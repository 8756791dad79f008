//! Quotagate configuration.

use crate::QuotagateError;
use std::path::PathBuf;
use std::str::FromStr;
use std::time::Duration;

/// Default number of requests a `limited` license gets per window.
pub const DEFAULT_DAILY_LIMIT: u32 = 50;

/// Default rolling window length (24 hours).
pub const DEFAULT_WINDOW: Duration = Duration::from_secs(24 * 60 * 60);

/// Longest accepted quota window (100 years).
pub const MAX_WINDOW: Duration = Duration::from_secs(100 * 365 * 24 * 60 * 60);

/// Default bound on a single upstream call.
pub const DEFAULT_UPSTREAM_TIMEOUT: Duration = Duration::from_secs(10);

/// Runtime configuration for the gateway.
///
/// Build it with [`GatewayConfig::from_env`] in the binary, or start from
/// [`Default`] and override fields in tests.
#[derive(Debug, Clone)]
pub struct GatewayConfig {
    /// TCP port to listen on.
    pub port: u16,

    /// Path of the JSON license registry.
    pub license_file: PathBuf,

    /// Rolling quota window length.
    pub window: Duration,

    /// Limit applied when a management request omits `dailyLimit`.
    pub default_daily_limit: u32,

    /// Full URL of the upstream generation endpoint.
    pub upstream_url: String,

    /// Total timeout for one upstream call.
    pub upstream_timeout: Duration,

    /// How often expired quota state is pruned.
    pub prune_interval: Duration,

    /// `developer` field of the response envelope.
    pub developer: String,

    /// `developerId` field of the response envelope.
    pub developer_id: String,

    /// Keys allowed to call `/v1/licenses`. Empty lets any valid key in.
    pub admin_keys: Vec<String>,
}

impl Default for GatewayConfig {
    fn default() -> Self {
        Self {
            port: 3000,
            license_file: PathBuf::from("licenses.json"),
            window: DEFAULT_WINDOW,
            default_daily_limit: DEFAULT_DAILY_LIMIT,
            upstream_url: "http://127.0.0.1:8080/api/generateStream".to_string(),
            upstream_timeout: DEFAULT_UPSTREAM_TIMEOUT,
            prune_interval: Duration::from_secs(60 * 60),
            developer: "quotagate".to_string(),
            developer_id: String::new(),
            admin_keys: Vec::new(),
        }
    }
}

impl GatewayConfig {
    /// Read configuration from `QUOTAGATE_*` environment variables.
    pub fn from_env() -> Result<Self, QuotagateError> {
        Self::from_lookup(|name| std::env::var(name).ok())
    }

    /// Read configuration through an arbitrary variable lookup.
    ///
    /// Unset variables keep their defaults; set-but-unparsable ones are errors.
    pub fn from_lookup<F>(lookup: F) -> Result<Self, QuotagateError>
    where
        F: Fn(&str) -> Option<String>,
    {
        let mut config = Self::default();

        if let Some(port) = parse_var(&lookup, "QUOTAGATE_PORT")? {
            config.port = port;
        }
        if let Some(path) = lookup("QUOTAGATE_LICENSE_FILE") {
            config.license_file = PathBuf::from(path);
        }
        if let Some(secs) = parse_var::<u64, _>(&lookup, "QUOTAGATE_WINDOW_SECS")? {
            config.window = Duration::from_secs(secs);
        }
        if let Some(limit) = parse_var(&lookup, "QUOTAGATE_DEFAULT_DAILY_LIMIT")? {
            config.default_daily_limit = limit;
        }
        if let Some(url) = lookup("QUOTAGATE_UPSTREAM_URL") {
            config.upstream_url = url;
        }
        if let Some(secs) = parse_var::<u64, _>(&lookup, "QUOTAGATE_UPSTREAM_TIMEOUT_SECS")? {
            config.upstream_timeout = Duration::from_secs(secs);
        }
        if let Some(secs) = parse_var::<u64, _>(&lookup, "QUOTAGATE_PRUNE_INTERVAL_SECS")? {
            config.prune_interval = Duration::from_secs(secs);
        }
        if let Some(developer) = lookup("QUOTAGATE_DEVELOPER") {
            config.developer = developer;
        }
        if let Some(developer_id) = lookup("QUOTAGATE_DEVELOPER_ID") {
            config.developer_id = developer_id;
        }
        if let Some(keys) = lookup("QUOTAGATE_ADMIN_KEYS") {
            config.admin_keys = keys
                .split(',')
                .map(str::trim)
                .filter(|key| !key.is_empty())
                .map(str::to_string)
                .collect();
        }

        config.validate()?;
        Ok(config)
    }

    /// Whether `key` may manage licenses.
    pub fn is_admin(&self, key: &str) -> bool {
        self.admin_keys.is_empty() || self.admin_keys.iter().any(|admin| admin == key)
    }

    /// Validate configuration for obvious errors.
    pub fn validate(&self) -> Result<(), QuotagateError> {
        if self.window.is_zero() {
            return Err(QuotagateError::ConfigError(
                "window cannot be zero".to_string(),
            ));
        }
        if self.window > MAX_WINDOW {
            return Err(QuotagateError::ConfigError(format!(
                "window cannot exceed {} seconds",
                MAX_WINDOW.as_secs()
            )));
        }
        if self.default_daily_limit == 0 {
            return Err(QuotagateError::ConfigError(
                "default_daily_limit must be positive".to_string(),
            ));
        }
        if self.upstream_url.trim().is_empty() {
            return Err(QuotagateError::ConfigError(
                "upstream_url cannot be empty".to_string(),
            ));
        }
        if self.upstream_timeout.is_zero() {
            return Err(QuotagateError::ConfigError(
                "upstream_timeout cannot be zero".to_string(),
            ));
        }
        if self.prune_interval.is_zero() {
            return Err(QuotagateError::ConfigError(
                "prune_interval cannot be zero".to_string(),
            ));
        }
        if self.license_file.as_os_str().is_empty() {
            return Err(QuotagateError::ConfigError(
                "license_file cannot be empty".to_string(),
            ));
        }
        Ok(())
    }
}

fn parse_var<T, F>(lookup: &F, name: &str) -> Result<Option<T>, QuotagateError>
where
    T: FromStr,
    T::Err: std::fmt::Display,
    F: Fn(&str) -> Option<String>,
{
    match lookup(name) {
        None => Ok(None),
        Some(raw) => raw.trim().parse().map(Some).map_err(|e| {
            QuotagateError::ConfigError(format!("{} has invalid value {:?}: {}", name, raw, e))
        }),
    }
}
#####
> Exercise: Return the entries above, every line intact.

> Response:
repository 8756791dad79f008
//! Quotagate configuration.

use crate::QuotagateError;
use std::path::PathBuf;
use std::str::FromStr;
use std::time::Duration;

/// Default number of requests a `limited` license gets per window.
pub const DEFAULT_DAILY_LIMIT: u32 = 50;

/// Default rolling window length (24 hours).
pub const DEFAULT_WINDOW: Duration = Duration::from_secs(24 * 60 * 60);

/// Longest accepted quota window (100 years).
pub const MAX_WINDOW: Duration = Duration::from_secs(100 * 365 * 24 * 60 * 60);

/// Default bound on a single upstream call.
pub const DEFAULT_UPSTREAM_TIMEOUT: Duration = Duration::from_secs(10);

/// Runtime configuration for the gateway.
///
/// Build it with [`GatewayConfig::from_env`] in the binary, or start from
/// [`Default`] and override fields in tests.
#[derive(Debug, Clone)]
pub struct GatewayConfig {
    /// TCP port to listen on.
    pub port: u16,

    /// Path of the JSON license registry.
    pub license_file: PathBuf,

    /// Rolling quota window length.
    pub window: Duration,

    /// Limit applied when a management request omits `dailyLimit`.
    pub default_daily_limit: u32,

    /// Full URL of the upstream generation endpoint.
    pub upstream_url: String,

    /// Total timeout for one upstream call.
    pub upstream_timeout: Duration,

    /// How often expired quota state is pruned.
    pub prune_interval: Duration,

    /// `developer` field of the response envelope.
    pub developer: String,

    /// `developerId` field of the response envelope.
    pub developer_id: String,

    /// Keys allowed to call `/v1/licenses`. Empty lets any valid key in.
    pub admin_keys: Vec<String>,
}

impl Default for GatewayConfig {
    fn default() -> Self {
        Self {
            port: 3000,
            license_file: PathBuf::from("licenses.json"),
            window: DEFAULT_WINDOW,
            default_daily_limit: DEFAULT_DAILY_LIMIT,
            upstream_url: "http://127.0.0.1:8080/api/generateStream".to_string(),
            upstream_timeout: DEFAULT_UPSTREAM_TIMEOUT,
            prune_interval: Duration::from_secs(60 * 60),
            developer: "quotagate".to_string(),
            developer_id: String::new(),
            admin_keys: Vec::new(),
        }
    }
}

impl GatewayConfig {
    /// Read configuration from `QUOTAGATE_*` environment variables.
    pub fn from_env() -> Result<Self, QuotagateError> {
        Self::from_lookup(|name| std::env::var(name).ok())
    }

    /// Read configuration through an arbitrary variable lookup.
    ///
    /// Unset variables keep their defaults; set-but-unparsable ones are errors.
    pub fn from_lookup<F>(lookup: F) -> Result<Self, QuotagateError>
    where
        F: Fn(&str) -> Option<String>,
    {
        let mut config = Self::default();

        if let Some(port) = parse_var(&lookup, "QUOTAGATE_PORT")? {
            config.port = port;
        }
        if let Some(path) = lookup("QUOTAGATE_LICENSE_FILE") {
            config.license_file = PathBuf::from(path);
        }
        if let Some(secs) = parse_var::<u64, _>(&lookup, "QUOTAGATE_WINDOW_SECS")? {
            config.window = Duration::from_secs(secs);
        }
        if let Some(limit) = parse_var(&lookup, "QUOTAGATE_DEFAULT_DAILY_LIMIT")? {
            config.default_daily_limit = limit;
        }
        if let Some(url) = lookup("QUOTAGATE_UPSTREAM_URL") {
            config.upstream_url = url;
        }
        if let Some(secs) = parse_var::<u64, _>(&lookup, "QUOTAGATE_UPSTREAM_TIMEOUT_SECS")? {
            config.upstream_timeout = Duration::from_secs(secs);
        }
        if let Some(secs) = parse_var::<u64, _>(&lookup, "QUOTAGATE_PRUNE_INTERVAL_SECS")? {
            config.prune_interval = Duration::from_secs(secs);
        }
        if let Some(developer) = lookup("QUOTAGATE_DEVELOPER") {
            config.developer = developer;
        }
        if let Some(developer_id) = lookup("QUOTAGATE_DEVELOPER_ID") {
            config.developer_id = developer_id;
        }
        if let Some(keys) = lookup("QUOTAGATE_ADMIN_KEYS") {
            config.admin_keys = keys
                .split(',')
                .map(str::trim)
                .filter(|key| !key.is_empty())
                .map(str::to_string)
                .collect();
        }

        config.validate()?;
        Ok(config)
    }

    /// Whether `key` may manage licenses.
    pub fn is_admin(&self, key: &str) -> bool {
        self.admin_keys.is_empty() || self.admin_keys.iter().any(|admin| admin == key)
    }

    /// Validate configuration for obvious errors.
    pub fn validate(&self) -> Result<(), QuotagateError> {
        if self.window.is_zero() {
            return Err(QuotagateError::ConfigError(
                "window cannot be zero".to_string(),
            ));
        }
        if self.window > MAX_WINDOW {
            return Err(QuotagateError::ConfigError(format!(
                "window cannot exceed {} seconds",
                MAX_WINDOW.as_secs()
            )));
        }
        if self.default_daily_limit == 0 {
            return Err(QuotagateError::ConfigError(
                "default_daily_limit must be positive".to_string(),
            ));
        }
        if self.upstream_url.trim().is_empty() {
            return Err(QuotagateError::ConfigError(
                "upstream_url cannot be empty".to_string(),
            ));
        }
        if self.upstream_timeout.is_zero() {
            return Err(QuotagateError::ConfigError(
                "upstream_timeout cannot be zero".to_string(),
            ));
        }
        if self.prune_interval.is_zero() {
            return Err(QuotagateError::ConfigError(
                "prune_interval cannot be zero".to_string(),
            ));
        }
        if self.license_file.as_os_str().is_empty() {
            return Err(QuotagateError::ConfigError(
                "license_file cannot be empty".to_string(),
            ));
        }
        Ok(())
    }
}

fn parse_var<T, F>(lookup: &F, name: &str) -> Result<Option<T>, QuotagateError>
where
    T: FromStr,
    T::Err: std::fmt::Display,
    F: Fn(&str) -> Option<String>,
{
    match lookup(name) {
        None => Ok(None),
        Some(raw) => raw.trim().parse().map(Some).map_err(|e| {
            QuotagateError::ConfigError(format!("{} has invalid value {:?}: {}", name, raw, e))
        }),
    }
}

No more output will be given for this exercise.